Nauseous with dread I trod those thousand steps,
Then slipped and plunged into a profound chasm,
One whole lunation plummeting like Satan
Cast from spheres beatific, till at last
I splashed into a subterranean sea
And crawled ashore, sun shining without mercy.
Three days I wandered, chewing bitter herbs,
Then met a mountain which with bleeding feet
I scaled, to a peak veiled in roiling vapours
On which a vast translucent palace floated,
Cool as a crystal cave. The heart astonished,
The senses overwhelmed, I penetrated
Seven sequential portals, then emerging
Into a dappled courtyard less resplendent,
A fountained square for mellow contemplation
Where sat a dark-skinned prince immersed in study,
A mild immortal, who, my presence noting,
Had me sit down and said, This book was written
A hundred thousand years before the flood
By one who journeyed homelessly, his mind
Annealed by grief to diamond concentration.

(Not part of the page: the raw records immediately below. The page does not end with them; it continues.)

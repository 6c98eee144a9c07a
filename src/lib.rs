//! Colosseum: a real-time client for LLM debate arenas.
//!
//! The crate joins a multi-party streaming session over one persistent
//! WebSocket — two generated combatants and a judge — and folds the
//! interleaved token/control stream into a consistent, monotonically
//! growing session view:
//!
//! - [`protocol`] — the pure wire codec (tagged JSON frames both ways).
//! - [`connection`] — the one socket, with bounded cancellable reconnect.
//! - [`session`] — the authoritative state machine and its snapshots.
//! - [`client`] — the facade the presentation layer talks to.
//! - [`catalog`] — the request/response model listing endpoint.

pub mod catalog;
pub mod cli;
pub mod client;
pub mod connection;
pub mod error;
pub mod protocol;
pub mod session;

pub use client::ArenaClient;
pub use connection::{ConnectionConfig, ConnectionStatus};
pub use error::{Error, Result};
pub use protocol::{ClientCommand, Role, RoleAssignment, ServerEvent};
pub use session::{Lifecycle, Session, SessionStore};
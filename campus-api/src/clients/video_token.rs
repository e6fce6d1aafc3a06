//! Video service user tokens
//!
//! The live-class frontend joins calls on a managed video service that
//! authenticates users with HS256 JWTs signed by the account secret. Only
//! signing happens here; call management is entirely on the provider side.

use base64::engine::general_purpose::URL_SAFE_NO_PAD;
use base64::Engine;
use hmac::{Hmac, Mac};
use serde_json::json;
use sha2::Sha256;

type HmacSha256 = Hmac<Sha256>;

/// Token signing errors
#[derive(Debug)]
pub enum VideoTokenError {
    /// No signing secret configured
    NotConfigured,
}

impl std::fmt::Display for VideoTokenError {
    fn fmt(&self, f: &mut std::fmt::Formatter<'_>) -> std::fmt::Result {
        match self {
            VideoTokenError::NotConfigured => write!(f, "Video service not configured"),
        }
    }
}

impl std::error::Error for VideoTokenError {}

/// HS256 JWT signer for video-service user tokens
#[derive(Clone)]
pub struct VideoTokenSigner {
    api_key: Option<String>,
    api_secret: Option<String>,
    ttl_seconds: i64,
}

impl VideoTokenSigner {
    pub fn new(api_key: String, api_secret: String, ttl_seconds: i64) -> Self {
        Self {
            api_key: Some(api_key),
            api_secret: Some(api_secret),
            ttl_seconds,
        }
    }

    pub fn disabled(ttl_seconds: i64) -> Self {
        Self { api_key: None, api_secret: None, ttl_seconds }
    }

    pub fn is_configured(&self) -> bool {
        self.api_secret.is_some()
    }

    /// The public API key the browser passes to the video SDK
    pub fn api_key(&self) -> Option<&str> {
        self.api_key.as_deref()
    }

    /// Sign a user token valid for the configured TTL
    pub fn sign_user_token(&self, user_id: &str) -> Result<String, VideoTokenError> {
        let secret = self.api_secret.as_ref().ok_or(VideoTokenError::NotConfigured)?;

        let now = chrono::Utc::now().timestamp();
        let header = json!({ "alg": "HS256", "typ": "JWT" });
        let payload = json!({
            "user_id": user_id,
            "iat": now,
            "exp": now + self.ttl_seconds,
        });

        let signing_input = format!(
            "{}.{}",
            URL_SAFE_NO_PAD.encode(header.to_string()),
            URL_SAFE_NO_PAD.encode(payload.to_string())
        );

        let mut mac = HmacSha256::new_from_slice(secret.as_bytes())
            .expect("HMAC accepts any key length");
        mac.update(signing_input.as_bytes());
        let signature = URL_SAFE_NO_PAD.encode(mac.finalize().into_bytes());

        Ok(format!("{}.{}", signing_input, signature))
    }
}

#[cfg(test)]
mod tests {
    use super::*;

    #[test]
    fn test_token_structure() {
        let signer = VideoTokenSigner::new("key".into(), "secret".into(), 3600);
        let token = signer.sign_user_token("user-1").unwrap();

        let parts: Vec<&str> = token.split('.').collect();
        assert_eq!(parts.len(), 3);

        let header: serde_json::Value =
            serde_json::from_slice(&URL_SAFE_NO_PAD.decode(parts[0]).unwrap()).unwrap();
        assert_eq!(header["alg"], "HS256");

        let payload: serde_json::Value =
            serde_json::from_slice(&URL_SAFE_NO_PAD.decode(parts[1]).unwrap()).unwrap();
        assert_eq!(payload["user_id"], "user-1");
        assert_eq!(
            payload["exp"].as_i64().unwrap() - payload["iat"].as_i64().unwrap(),
            3600
        );
    }

    #[test]
    fn test_signature_verifies() {
        let signer = VideoTokenSigner::new("key".into(), "secret".into(), 60);
        let token = signer.sign_user_token("u").unwrap();
        let (signing_input, signature) = token.rsplit_once('.').unwrap();

        let mut mac = HmacSha256::new_from_slice(b"secret").unwrap();
        mac.update(signing_input.as_bytes());
        let expected = URL_SAFE_NO_PAD.encode(mac.finalize().into_bytes());
        assert_eq!(signature, expected);
    }

    #[test]
    fn test_disabled_signer() {
        let signer = VideoTokenSigner::disabled(60);
        assert!(!signer.is_configured());
        assert!(signer.sign_user_token("u").is_err());
    }
}
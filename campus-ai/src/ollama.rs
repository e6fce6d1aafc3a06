//! Ollama client
//!
//! Talks to a local Ollama server for chat completion and embeddings.
//!
//! # API Reference
//! - `POST /api/generate` — completion, `{ model, prompt, stream: false }`
//! - `POST /api/embeddings` — embedding, `{ model, prompt }`
//! - `GET /api/tags` — liveness probe

use reqwest::Client;
use serde::Deserialize;
use serde_json::json;
use sqlx::SqlitePool;
use std::time::Duration;
use tracing::debug;

use campus_common::db::get_setting_or;
use campus_common::{Error, Result};

/// Errors from the model-server boundary
#[derive(Debug)]
pub enum OllamaError {
    /// Server unreachable or request timed out
    Unreachable(String),
    /// Server answered with an error or an unparseable body
    Protocol(String),
}

impl std::fmt::Display for OllamaError {
    fn fmt(&self, f: &mut std::fmt::Formatter<'_>) -> std::fmt::Result {
        match self {
            OllamaError::Unreachable(msg) => write!(f, "Model server unreachable: {}", msg),
            OllamaError::Protocol(msg) => write!(f, "Model server error: {}", msg),
        }
    }
}

impl std::error::Error for OllamaError {}

#[derive(Debug, Deserialize)]
struct GenerateResponse {
    response: String,
}

#[derive(Debug, Deserialize)]
struct EmbeddingResponse {
    embedding: Vec<f32>,
}

/// Local model server client
#[derive(Clone)]
pub struct OllamaClient {
    http: Client,
    probe: Client,
    base_url: String,
    model: String,
    embed_model: String,
}

impl OllamaClient {
    pub fn new(
        base_url: String,
        model: String,
        embed_model: String,
        timeout: Duration,
        probe_timeout: Duration,
    ) -> Self {
        Self {
            // Local models can be slow; completions get the long timeout
            http: Client::builder()
                .timeout(timeout)
                .build()
                .expect("Failed to create HTTP client"),
            probe: Client::builder()
                .timeout(probe_timeout)
                .build()
                .expect("Failed to create HTTP client"),
            base_url,
            model,
            embed_model,
        }
    }

    /// Build the client from the settings table
    pub async fn from_settings(db: &SqlitePool) -> Result<Self> {
        let base_url = get_setting_or(db, "ollama_url", "http://127.0.0.1:11434").await?;
        let model = get_setting_or(db, "ollama_model", "phi3:mini").await?;
        let embed_model = get_setting_or(db, "ollama_embed_model", "nomic-embed-text").await?;
        let timeout_ms: u64 = get_setting_or(db, "ollama_timeout_ms", "60000")
            .await?
            .parse()
            .map_err(|e| Error::Config(format!("ollama_timeout_ms invalid: {}", e)))?;
        let probe_ms: u64 = get_setting_or(db, "ollama_probe_timeout_ms", "1500")
            .await?
            .parse()
            .map_err(|e| Error::Config(format!("ollama_probe_timeout_ms invalid: {}", e)))?;

        Ok(Self::new(
            base_url,
            model,
            embed_model,
            Duration::from_millis(timeout_ms),
            Duration::from_millis(probe_ms),
        ))
    }

    pub fn base_url(&self) -> &str {
        &self.base_url
    }

    pub fn embed_model(&self) -> &str {
        &self.embed_model
    }

    /// Quick liveness probe against /api/tags
    pub async fn is_running(&self) -> bool {
        self.probe
            .get(format!("{}/api/tags", self.base_url.trim_end_matches('/')))
            .send()
            .await
            .map(|r| r.status().is_success())
            .unwrap_or(false)
    }

    /// Run a non-streaming completion
    pub async fn generate(&self, prompt: &str) -> std::result::Result<String, OllamaError> {
        debug!(model = %self.model, prompt_len = prompt.len(), "Ollama generate");

        let response = self
            .http
            .post(format!("{}/api/generate", self.base_url.trim_end_matches('/')))
            .json(&json!({
                "model": self.model,
                "prompt": prompt,
                "stream": false,
            }))
            .send()
            .await
            .map_err(|e| OllamaError::Unreachable(e.to_string()))?;

        if !response.status().is_success() {
            return Err(OllamaError::Protocol(format!("HTTP {}", response.status())));
        }

        let body: GenerateResponse = response
            .json()
            .await
            .map_err(|e| OllamaError::Protocol(format!("Bad response: {}", e)))?;

        Ok(body.response)
    }

    /// Embed one text with the configured embedding model
    pub async fn embed(&self, text: &str) -> std::result::Result<Vec<f32>, OllamaError> {
        let response = self
            .http
            .post(format!("{}/api/embeddings", self.base_url.trim_end_matches('/')))
            .json(&json!({
                "model": self.embed_model,
                "prompt": text,
            }))
            .send()
            .await
            .map_err(|e| OllamaError::Unreachable(e.to_string()))?;

        if !response.status().is_success() {
            return Err(OllamaError::Protocol(format!("HTTP {}", response.status())));
        }

        let body: EmbeddingResponse = response
            .json()
            .await
            .map_err(|e| OllamaError::Protocol(format!("Bad response: {}", e)))?;

        if body.embedding.is_empty() {
            return Err(OllamaError::Protocol("Empty embedding".to_string()));
        }

        Ok(body.embedding)
    }
}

Here, read. I took the book, and read as follows:
I miss you, Johnny Smith,
Your scorpion eyes and silver crucifix
No other man can make me laugh like you.
I want to pick up the phone
But what is there left to say?
So I guess I’ll just go from town to town
Playing my blue guitar for a bowl of rice,
Dressing my grief in other people's drag,
Getting older and fretting about my looks.